Но ни в семейных, ни в государственных делах подобная власть никогда не является как вознаграждение за утрату свободы. Власть жены часто дает ей то, чего она не имеет права требовать, но не гарантирует ей действительных прав. Любимая невольница султана имеет под своей командой других невольниц, над которыми изощряет свою тиранию, но лучше было бы, если бы она не имела невольниц да и сама не была бы невольницей. Всецело отдавая свое существование в руки мужа, не имея никакой другой воли, кроме его воли (или уверяя его в этом), во всем, что касается их совокупных отношений, наконец, делая задачею своей жизни управлять его чувствами, жена может иметь влияние – и, по всей вероятности, в худую сторону – на его поведение в тех чисто внешних его отношениях, в которых она никогда не могла быть компетентным судьей и в которых она сама совершенно пассивно управляется личным или чьим-либо посторонним пристрастием или предрассудком. При настоящем порядке вещей влияние жены может так же легко исправить, как и испортить, особенно кротких мужей, во всех интересах выходящих за пределы семьи. Ее учили, что вне этой сферы ей решительно не о чем хлопотать, и потому-то она редко имеет какие-либо честные и добросовестные представления обо всех интересах, лежащих за чертой домашнего очага, следовательно, вмешательство ее подстрекается не законными, но по большей части корыстными побуждениями. Она не знает, где в области политики правая сторона, где левая, да и мало хлопочет о таком знании, но она хорошо понимает, что может доставить деньги или лестные знакомства, дать ее мужу жирный чин, сыну – теплое место, дочери – выгодную партию.
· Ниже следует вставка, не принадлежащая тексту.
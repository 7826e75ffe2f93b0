//! Scan session: the state shared by the orchestrator and its engines
//!
//! The session owns the run/pause/stop flags, the phase and status fields,
//! and the collaborators every engine needs (transport, knowledge base,
//! progress observer, worker pool). It is passed by reference to the
//! engines and shared with [`ScanHandle`](crate::ScanHandle) for status
//! queries and operator control.

use crate::kb::KnowledgeBase;
use crate::plugin::PluginContext;
use crate::progress::ProgressObserver;
use crate::request::FuzzableRequest;
use crate::tasks::TaskManager;
use crate::transport::SharedTransport;
use std::fmt;
use std::sync::atomic::{AtomicBool, Ordering};
use std::sync::{Arc, Mutex, MutexGuard, RwLock};
use std::time::Duration;
use tokio::time::Instant;
use tracing::{debug, info};

/// Scan phase
#[derive(Debug, Clone, Copy, Default, PartialEq, Eq)]
pub enum Phase {
    /// No phase running
    #[default]
    None,
    /// Crawling for request points
    Discovery,
    /// Cracking credentials
    Bruteforce,
    /// Testing request points
    Audit,
}

impl fmt::Display for Phase {
    fn fmt(&self, f: &mut fmt::Formatter<'_>) -> fmt::Result {
        match self {
            Self::None => Ok(()),
            Self::Discovery => write!(f, "discovery"),
            Self::Bruteforce => write!(f, "bruteforce"),
            Self::Audit => write!(f, "audit"),
        }
    }
}

/// Status fields updated while plugins run
#[derive(Debug, Clone, Default)]
struct ScanState {
    phase: Phase,
    running_plugin: Option<String>,
    current_request: Option<FuzzableRequest>,
    started: Option<Instant>,
    time_limit_hit: bool,
}

/// Shared state of one scan
pub struct Session {
    state: Mutex<ScanState>,
    running: AtomicBool,
    paused: AtomicBool,
    stopped: AtomicBool,
    transport: RwLock<SharedTransport>,
    kb: Arc<KnowledgeBase>,
    progress: Arc<dyn ProgressObserver>,
    tasks: TaskManager,
}

impl fmt::Debug for Session {
    fn fmt(&self, f: &mut fmt::Formatter<'_>) -> fmt::Result {
        f.debug_struct("Session")
            .field("state", &*self.state())
            .field("running", &self.is_running())
            .field("paused", &self.is_paused())
            .field("stopped", &self.is_stopped())
            .finish()
    }
}

impl Session {
    /// Idle session: not running, not paused, stopped
    pub fn new(
        transport: SharedTransport,
        kb: Arc<KnowledgeBase>,
        progress: Arc<dyn ProgressObserver>,
        tasks: TaskManager,
    ) -> Self {
        Self {
            state: Mutex::new(ScanState::default()),
            running: AtomicBool::new(false),
            paused: AtomicBool::new(false),
            stopped: AtomicBool::new(true),
            transport: RwLock::new(transport),
            kb,
            progress,
            tasks,
        }
    }

    fn state(&self) -> MutexGuard<'_, ScanState> {
        self.state.lock().unwrap_or_else(|e| e.into_inner())
    }

    /// Knowledge base of the scan
    pub fn kb(&self) -> &Arc<KnowledgeBase> {
        &self.kb
    }

    /// Progress observer
    pub fn progress(&self) -> &dyn ProgressObserver {
        self.progress.as_ref()
    }

    /// Worker pool for plugin sub-work
    pub fn tasks(&self) -> &TaskManager {
        &self.tasks
    }

    /// Current transport
    pub fn transport(&self) -> SharedTransport {
        Arc::clone(&self.transport.read().unwrap_or_else(|e| e.into_inner()))
    }

    /// Swap in a fresh transport
    pub fn replace_transport(&self, transport: SharedTransport) {
        *self.transport.write().unwrap_or_else(|e| e.into_inner()) = transport;
    }

    /// Resources handed to plugins
    pub fn plugin_context(&self) -> PluginContext {
        PluginContext {
            transport: self.transport(),
            kb: Arc::clone(&self.kb),
            tasks: self.tasks.clone(),
        }
    }

    /// Enter the running state and start the scan clock
    pub fn mark_started(&self) {
        {
            let mut state = self.state();
            state.started = Some(Instant::now());
            state.time_limit_hit = false;
        }
        self.running.store(true, Ordering::SeqCst);
        self.paused.store(false, Ordering::SeqCst);
        self.stopped.store(false, Ordering::SeqCst);
    }

    /// Leave the running state
    pub fn mark_ended(&self) {
        self.running.store(false, Ordering::SeqCst);
        self.stopped.store(true, Ordering::SeqCst);
    }

    /// Raise the stop flag polled by the discovery loop
    pub fn request_stop(&self) {
        debug!("The user stopped the core.");
        self.stopped.store(true, Ordering::SeqCst);
    }

    /// Pause or resume
    ///
    /// Only the transport holds requests back; plugins already running keep
    /// going until their next request.
    pub fn pause(&self, paused: bool) {
        self.paused.store(paused, Ordering::SeqCst);
        self.running.store(!paused, Ordering::SeqCst);
        self.stopped.store(false, Ordering::SeqCst);
        self.transport().pause(paused);
        debug!("The user paused/unpaused the scan.");
    }

    /// Whether the scan is running (and not paused)
    pub fn is_running(&self) -> bool {
        self.running.load(Ordering::SeqCst)
    }

    /// Whether the scan is paused
    pub fn is_paused(&self) -> bool {
        self.paused.load(Ordering::SeqCst)
    }

    /// Whether the scan is stopped (or never started)
    pub fn is_stopped(&self) -> bool {
        self.stopped.load(Ordering::SeqCst)
    }

    /// Enter a phase
    pub fn set_phase(&self, phase: Phase) {
        self.state().phase = phase;
    }

    /// Current phase
    pub fn phase(&self) -> Phase {
        self.state().phase
    }

    /// Record the plugin being run
    pub fn set_running_plugin(&self, name: &str) {
        debug!("Starting plugin: {}", name);
        self.state().running_plugin = Some(name.to_string());
    }

    /// Plugin being run
    pub fn running_plugin(&self) -> Option<String> {
        self.state().running_plugin.clone()
    }

    /// Record the request being worked on
    pub fn set_current_request(&self, request: &FuzzableRequest) {
        self.state().current_request = Some(request.clone());
    }

    /// Request being worked on
    pub fn current_request(&self) -> Option<FuzzableRequest> {
        self.state().current_request.clone()
    }

    /// Time since the scan started
    pub fn elapsed(&self) -> Duration {
        self.state()
            .started
            .map(|started| started.elapsed())
            .unwrap_or_default()
    }

    /// Time since the scan started, in minutes
    pub fn discovery_time(&self) -> f64 {
        self.elapsed().as_secs_f64() / 60.0
    }

    /// Whether the discovery budget is used up
    pub fn discovery_time_exceeded(&self, budget: Duration) -> bool {
        self.elapsed() > budget
    }

    /// Log the discovery time limit; `true` only the first time
    pub fn report_time_limit(&self) -> bool {
        let mut state = self.state();
        if state.time_limit_hit {
            return false;
        }
        state.time_limit_hit = true;
        info!("Maximum discovery time limit hit.");
        true
    }

    /// Whether the discovery time limit was reported
    pub fn time_limit_reported(&self) -> bool {
        self.state().time_limit_hit
    }

    /// Forget a previous time-limit report
    pub fn clear_time_limit(&self) {
        self.state().time_limit_hit = false;
    }

    /// One-line summary of what the scan is doing
    pub fn core_status(&self) -> String {
        if self.is_paused() {
            return "Paused.".to_string();
        }
        if self.is_stopped() {
            return "Not running.".to_string();
        }
        let state = self.state();
        match (&state.phase, &state.running_plugin) {
            (Phase::None, _) | (_, None) => "Starting scan.".to_string(),
            (phase, Some(plugin)) => {
                let request = state
                    .current_request
                    .as_ref()
                    .map(|r| r.to_string().replace('\0', ""))
                    .unwrap_or_default();
                format!("Running {}.{} on {}.", phase, plugin, request)
            }
        }
    }

    /// Scan duration as `1 hour 2 minutes 3 seconds.`
    pub fn elapsed_string(&self) -> String {
        format_elapsed(self.elapsed())
    }

    /// Back to the idle state; configuration lives elsewhere
    pub fn reset(&self) {
        *self.state() = ScanState::default();
        self.running.store(false, Ordering::SeqCst);
        self.paused.store(false, Ordering::SeqCst);
        self.stopped.store(true, Ordering::SeqCst);
    }
}

/// Format a duration in weeks, days, hours, minutes and seconds
pub fn format_elapsed(elapsed: Duration) -> String {
    let total = elapsed.as_secs();
    let (minutes, seconds) = (total / 60, total % 60);
    let (hours, minutes) = (minutes / 60, minutes % 60);
    let (days, hours) = (hours / 24, hours % 24);
    let (weeks, days) = (days / 7, days % 7);

    let parts: Vec<String> = [
        (weeks, "week"),
        (days, "day"),
        (hours, "hour"),
        (minutes, "minute"),
        (seconds, "second"),
    ]
    .into_iter()
    .filter(|(count, _)| *count > 0)
    .map(|(count, unit)| format!("{} {}{}", count, unit, if count > 1 { "s" } else { "" }))
    .collect();

    if parts.is_empty() {
        return "0 seconds.".to_string();
    }
    format!("{}.", parts.join(" "))
}

#[cfg(test)]
mod tests {
    use super::*;
    use crate::testing::session;
    use url::Url;

    #[test]
    fn elapsed_formatting() {
        assert_eq!(format_elapsed(Duration::ZERO), "0 seconds.");
        assert_eq!(format_elapsed(Duration::from_millis(900)), "0 seconds.");
        assert_eq!(format_elapsed(Duration::from_secs(1)), "1 second.");
        assert_eq!(format_elapsed(Duration::from_secs(65)), "1 minute 5 seconds.");
        assert_eq!(format_elapsed(Duration::from_secs(7200)), "2 hours.");
        assert_eq!(
            format_elapsed(Duration::from_secs(8 * 86_400 + 3_601)),
            "1 week 1 day 1 hour 1 second."
        );
    }

    #[test]
    fn starts_idle() {
        let session = session();
        assert!(!session.is_running());
        assert!(session.is_stopped());
        assert!(!session.is_paused());
        assert_eq!(session.core_status(), "Not running.");
        assert_eq!(session.elapsed_string(), "0 seconds.");
    }

    #[tokio::test]
    async fn status_follows_the_running_plugin() {
        let session = session();
        session.mark_started();
        assert_eq!(session.core_status(), "Starting scan.");

        session.set_phase(Phase::Discovery);
        session.set_running_plugin("web_spider");
        session.set_current_request(&FuzzableRequest::get(Url::parse("http://a.com/").unwrap()));
        assert_eq!(
            session.core_status(),
            "Running discovery.web_spider on http://a.com/ | Method: GET."
        );
    }

    #[tokio::test]
    async fn pause_clears_running() {
        let session = session();
        session.mark_started();
        session.pause(true);
        assert!(session.is_paused());
        assert!(!session.is_running());
        assert_eq!(session.core_status(), "Paused.");
        session.pause(false);
        assert!(session.is_running());
    }

    #[tokio::test(start_paused = true)]
    async fn time_limit_reported_once() {
        let session = session();
        session.mark_started();
        tokio::time::advance(Duration::from_secs(61)).await;
        assert!(session.discovery_time_exceeded(Duration::from_secs(60)));
        assert!(session.discovery_time() > 1.0);
        assert!(session.report_time_limit());
        assert!(!session.report_time_limit());
        session.clear_time_limit();
        assert!(!session.time_limit_reported());
    }

    #[tokio::test]
    async fn reset_returns_to_idle() {
        let session = session();
        session.mark_started();
        session.set_phase(Phase::Audit);
        session.reset();
        assert_eq!(session.phase(), Phase::None);
        assert!(session.is_stopped());
        assert!(session.running_plugin().is_none());
    }
}
//! scanflow - Web application scan orchestrator
//!
//! Resolves plugin dependencies, crawls targets with discovery plugins,
//! alternates discovery with credential bruteforce until nothing new is
//! found, then audits every request point.
//!
//! # Example
//!
//! ```no_run
//! use scanflow::{PluginType, Scan};
//!
//! #[tokio::main]
//! async fn main() -> scanflow::Result<()> {
//!     let mut scan = Scan::builder().build()?;
//!     scan.set_targets(&["https://example.com"])?;
//!     scan.set_plugins(PluginType::Discovery, &["web_spider", "robots_txt"]);
//!     scan.set_plugins(PluginType::Audit, &["all"]);
//!     scan.init_plugins()?;
//!     scan.start().await?;
//!     println!("{} findings", scan.report().findings.len());
//!     Ok(())
//! }
//! ```

pub mod config;
pub mod engine;
pub mod error;
pub mod export;
pub mod kb;
pub mod not_found;
pub mod output;
pub mod plugin;
pub mod plugins;
pub mod progress;
pub mod request;
pub mod scan;
pub mod session;
pub mod tasks;
pub mod transport;
pub mod worklist;

#[cfg(test)]
mod testing;

pub use config::{Credentials, HttpSettings, Profile, ScanConfig};
pub use error::{Error, PluginError, Result};
pub use kb::{Finding, KnowledgeBase, Severity};
pub use output::{OutputConfig, OutputFormat, OutputSort, ScanReport, output_report};
pub use plugin::{
    Plugin, PluginCatalog, PluginContext, PluginOptions, PluginOutput, PluginSelection, PluginType,
};
pub use request::FuzzableRequest;
pub use scan::{Scan, ScanBuilder, ScanHandle};
pub use session::{Phase, Session};
pub use transport::{HttpResponse, HttpTransport, SharedTransport, Transport};
pub use worklist::WorkList;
Но спросят, может быть, меня: какими же судьбами обществу существовать без правительства? В семействе, как и в государстве, кто-нибудь да должен же управлять всею обузою. Кто же станет решать, когда супруги не сходятся во мнении? Нельзя же им идти розно, кто в лес, кто по дрова, а нужно положительно выбрать какой-нибудь один путь, тот или этот. Несправедливо, будто в каждой добровольной ассоциации двух лиц один должен непременно быть неограниченным хозяином. Наиболее обыкновенный случай добровольной ассоциации после брака представляет деловое товарищество. И ведь в этом случае не считается необходимым постановить, что в каждом товариществе один компаньон имеет полный контроль над предприятием, тогда как другие обязаны повиноваться его приказаниям. Едва ли кто-нибудь захотел бы вступить в товарищество на том условии, что он, неся на себе всю ответственность хозяина, может пользоваться только правами приказчика или агента. Если бы закон захотел распорядиться так и с другими уставами, как он распорядился с брачным, то должен был бы постановить, что один компаньон имеет право заведовать общим предприятием, как если бы оно было делом его частного кармана, тогда как другим должны быть предоставлены права поверенных, причем этот главный воротила должен быть назначаем каким-нибудь общим определением закона, например самый старший летами. Но закон никогда не распоряжается таким образом, да и из опыта не видно, чтобы была какая-нибудь необходимость в теоретической неравноправности между компаньонами или чтобы товарищество нуждалось в каких-либо других условиях, кроме тех, которые обозначены статьями их соглашения. А между тем исключительная власть одного воротилы, очевидно, менее опасна для прав и интересов подчиненного в деловом товариществе, чем в браке, потому что всякий компаньон волен стряхнуть с себя эту власть, выйдя из товарищества. Жена этого права не имеет, да если бы и имела его, все-таки почти всегда желательно, чтобы она испытала всевозможные меры, прежде чем прибегать к такому исходу.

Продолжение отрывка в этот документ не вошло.